Firstly, I’ll explain in which context I decided to implement a solution for the Sudoku game. Of course, there are many things I usually think that I can solve with code, but those things rarely end up being implemented. So why was this case different from the others?
Well, last year I graduated in Computer Science and luckily that was the same year that the Department of Education in Brazil was evaluating all the undergraduate courses in public and private universities. It was a test called Enade, which is applied every three* years for each field of study.
As I was already a senior student, I had to take the test in order to complete my degree (that is a law now in Brazil). I was pretty comfortable in doing it (I just did not agree with it being a duty) and I thought that with a quick review on some CS related concepts, I was going to be fine. Well…
It is well known that this test gathers topics from the entire course (4 years, in general) and try to formulate questions, in which you are going to put things together in order to solve them. I was aware that I was going to face both pretty basic problems and really hard ones (those that you usually skip and come back at the end of the test just to be sure that you really have no idea how to solve it). It turns out that there was this one question that I thought it would be straightforward to answer but then it became the one I was going to skip, for sure.
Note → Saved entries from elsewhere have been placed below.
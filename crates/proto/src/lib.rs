//! Shared vocabulary between the devpilot host and its display surfaces.
//!
//! Surfaces and the host exchange JSON [`Message`] envelopes. The host side
//! speaks [`HostMessage`], surfaces speak [`SurfaceMessage`], and each tag has
//! a [`DeliveryClass`] deciding what happens to it while a surface is still
//! loading.

pub mod message;
pub mod paths;
pub mod types;

pub use message::{
	ApplyEditRequest, ChatRequest, CommandOutcome, CommandRequest, CommitRequest, DeliveryClass, Feedback, HostMessage, Message, PayloadError,
	Reply, SurfaceMessage, tag,
};
pub use types::{
	EditorSnapshot, FeatureId, Marker, Position, QuizId, QuizScore, Range, Selection, SurfaceId, SurfaceKind, TextEdit, ThemeKind,
	UnknownSurfaceKind, UnknownThemeKind,
};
The fact is that when I came back to the question I thought I was solving it but then when I finished writing a pseudolanguage solution I realized that there was a bug in my solution and I had no time to fix it :(
I was intrigued by that question, for real! So I decided I was going to implement it at home.
Why don’t we move to the technical details right away?
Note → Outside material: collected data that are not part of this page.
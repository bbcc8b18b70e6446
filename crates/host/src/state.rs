//! Canonical, persisted application state.

use std::collections::BTreeMap;
use std::sync::Arc;

use bitflags::bitflags;
use devpilot_proto::{FeatureId, QuizId, QuizScore, ThemeKind};
use serde::de::DeserializeOwned;
use serde_json::Value;
use thiserror::Error;
use tokio::sync::watch;

use crate::collab::KvStore;
use crate::error::PersistenceError;

/// Storage key of the active feature.
pub const ACTIVE_FEATURE_KEY: &str = "devpilot.activeFeature";
/// Storage key of the quiz progress map.
pub const QUIZ_PROGRESS_KEY: &str = "devpilot.quizProgress";

/// The single application state owned by the host.
#[derive(Debug, Clone, Default, PartialEq, Eq)]
pub struct AppState {
	/// Feature every surface displays.
	pub active_feature: Option<FeatureId>,
	/// Host colour theme.
	pub theme_kind: ThemeKind,
	/// Last attempt per quiz. Entries are overwritten, never removed.
	pub quiz_progress: BTreeMap<QuizId, QuizScore>,
}

bitflags! {
	/// Fields changed by a state write.
	#[derive(Debug, Clone, Copy, PartialEq, Eq, Hash)]
	pub struct StateFields: u8 {
		/// `active_feature` changed.
		const ACTIVE_FEATURE = 1 << 0;
		/// `theme_kind` changed.
		const THEME = 1 << 1;
		/// `quiz_progress` changed.
		const QUIZ_PROGRESS = 1 << 2;
	}
}

impl StateFields {
	/// Fields backed by durable storage. The theme always comes from the host.
	pub const PERSISTED: Self = Self::ACTIVE_FEATURE.union(Self::QUIZ_PROGRESS);

	fn between(old: &AppState, new: &AppState) -> Self {
		let mut fields = Self::empty();
		fields.set(Self::ACTIVE_FEATURE, old.active_feature != new.active_feature);
		fields.set(Self::THEME, old.theme_kind != new.theme_kind);
		fields.set(Self::QUIZ_PROGRESS, old.quiz_progress != new.quiz_progress);
		fields
	}
}

/// Result of a state write: the new value and what changed.
#[derive(Debug, Clone, PartialEq, Eq)]
pub struct StateChange {
	/// State after the write.
	pub state: AppState,
	/// Changed fields; empty when the mutation was a no-op.
	pub fields: StateFields,
}

/// A write whose result could not be persisted.
///
/// The in-memory state is left untouched; pass `change` to
/// [`StateStore::proceed_unpersisted`] to apply it anyway.
#[derive(Debug, Error)]
#[error("state write not persisted: {source}")]
pub struct StateWriteError {
	/// The write that failed to persist.
	pub change: StateChange,
	/// Storage failure.
	#[source]
	pub source: PersistenceError,
}

/// Owns [`AppState`]; persists every write before notifying observers.
pub struct StateStore {
	state: AppState,
	kv: Arc<dyn KvStore>,
	changed: watch::Sender<StateChange>,
}

impl StateStore {
	/// Loads the last persisted state, defaulting missing or unreadable fields.
	///
	/// `theme` is the host-reported current theme.
	pub async fn restore(kv: Arc<dyn KvStore>, theme: ThemeKind) -> Self {
		let active_feature = load::<Option<FeatureId>>(kv.as_ref(), ACTIVE_FEATURE_KEY).await.flatten();
		let quiz_progress = load(kv.as_ref(), QUIZ_PROGRESS_KEY).await.unwrap_or_default();
		let state = AppState {
			active_feature,
			theme_kind: theme,
			quiz_progress,
		};
		tracing::info!(
			feature = ?state.active_feature,
			quizzes = state.quiz_progress.len(),
			"state restored"
		);
		let (changed, _) = watch::channel(StateChange {
			state: state.clone(),
			fields: StateFields::empty(),
		});
		Self { state, kv, changed }
	}

	/// Returns the current state.
	pub fn read(&self) -> &AppState {
		&self.state
	}

	/// Subscribes to applied writes: the new value and the fields it changed.
	///
	/// A persisted write is observed only after it reached storage.
	pub fn subscribe(&self) -> watch::Receiver<StateChange> {
		self.changed.subscribe()
	}

	/// Applies `mutate`, persists the changed fields, then notifies observers.
	///
	/// Quiz entries removed by `mutate` are put back.
	pub async fn write(&mut self, mutate: impl FnOnce(&mut AppState)) -> Result<StateChange, StateWriteError> {
		let mut next = self.state.clone();
		mutate(&mut next);
		for (id, score) in &self.state.quiz_progress {
			next.quiz_progress.entry(id.clone()).or_insert(*score);
		}

		let change = StateChange {
			fields: StateFields::between(&self.state, &next),
			state: next,
		};
		if let Err(source) = self.persist(&change).await {
			return Err(StateWriteError { change, source });
		}
		Ok(self.apply(change))
	}

	/// Applies a write whose persistence failed, keeping it in memory only.
	pub fn proceed_unpersisted(&mut self, change: StateChange) -> StateChange {
		tracing::warn!(fields = ?change.fields, "proceeding with unpersisted state");
		self.apply(change)
	}

	async fn persist(&self, change: &StateChange) -> Result<(), PersistenceError> {
		if !change.fields.intersects(StateFields::PERSISTED) {
			return Ok(());
		}
		if change.fields.contains(StateFields::ACTIVE_FEATURE) {
			store(self.kv.as_ref(), ACTIVE_FEATURE_KEY, &change.state.active_feature).await?;
		}
		if change.fields.contains(StateFields::QUIZ_PROGRESS) {
			store(self.kv.as_ref(), QUIZ_PROGRESS_KEY, &change.state.quiz_progress).await?;
		}
		Ok(())
	}

	fn apply(&mut self, change: StateChange) -> StateChange {
		self.state = change.state.clone();
		if !change.fields.is_empty() {
			self.changed.send_replace(change.clone());
			tracing::debug!(fields = ?change.fields, "state changed");
		}
		change
	}
}

async fn load<T: DeserializeOwned>(kv: &dyn KvStore, key: &str) -> Option<T> {
	let value = match kv.get(key).await {
		Ok(Some(value)) => value,
		Ok(None) => return None,
		Err(err) => {
			tracing::warn!(error = %err, key, "failed to read persisted state; using default");
			return None;
		}
	};
	match serde_json::from_value(value) {
		Ok(parsed) => Some(parsed),
		Err(error) => {
			let err = PersistenceError::Decode {
				key: key.to_string(),
				error,
			};
			tracing::warn!(error = %err, "ignoring malformed persisted state");
			None
		}
	}
}

async fn store<T: serde::Serialize>(kv: &dyn KvStore, key: &str, value: &T) -> Result<(), PersistenceError> {
	let value: Value = serde_json::to_value(value).map_err(|error| PersistenceError::Encode {
		key: key.to_string(),
		error,
	})?;
	kv.update(key, value).await
}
Show me the code! (almost there)
In the mentioned question, you would have to write an algorithm that applied the concepts of recursive programming and backtracking to solve a sudoku game. For that, you could assume that some of the required functions were already implemented, for instance, the function responsible for telling you if a specific number is allowed in a specific column and row (of course it had to be the easiest one, not helping that much here, right?).
Basically, you would have as an input an array of pre-populated positions and a common number (or any other allowed character) to represent the positions your algorithm will have to fill out.
And that was the situation the question was providing you with. The way you were going to reach a solution would be up to you, regarding programming language and general logic (you could even use a pseudolanguage). The requirements were that you implement a recursive solution with a backtracking behavior.
If you don’t remember or have never heard about those two concepts, here is a quick review.
When you apply a recursive approach to solve a problem you are basically tearing apart the functionality of your program into smaller programs that solve the same problem. In the end, what you have to do is to reuse (that’s why it’s called recursive) the smaller function you created to solve your problem in its entirety.
I know, the previous paragraph was not enough to make the concept clear (I myself didn’t get the idea at the first or second, maybe the third attempt?).
Let me try again, putting it in a simpler way, a recursive program is the one that tries to solve a problem by calling itself. The thing is that in that second call, the input will be a portion of the original input, so it can solve smaller problems and finally put everything together to give you the final solution.
Well, can you imagine how confusing it is to keep track of what a function is doing if it keeps calling itself again and again? That’s not fun to do, trust me.
The cool thing here is that you don’t really have to do that in order to understand the concept. It is enough if you are sure that the recursive function you implemented to solve a small portion of your problem is giving you the correct output. If it helps you, just accept that this is some sort of magic :)
Maybe, by now, you are wondering how is this thing going to stop if it keeps calling itself?
Well, here comes an important concept in recursive programming: the base case - this is the situation in which your program arrived at, let’s say, the smallest portion of your program and is able to return a value instead of a call to the same function. That is when your program starts returning values so it can reach a final solution.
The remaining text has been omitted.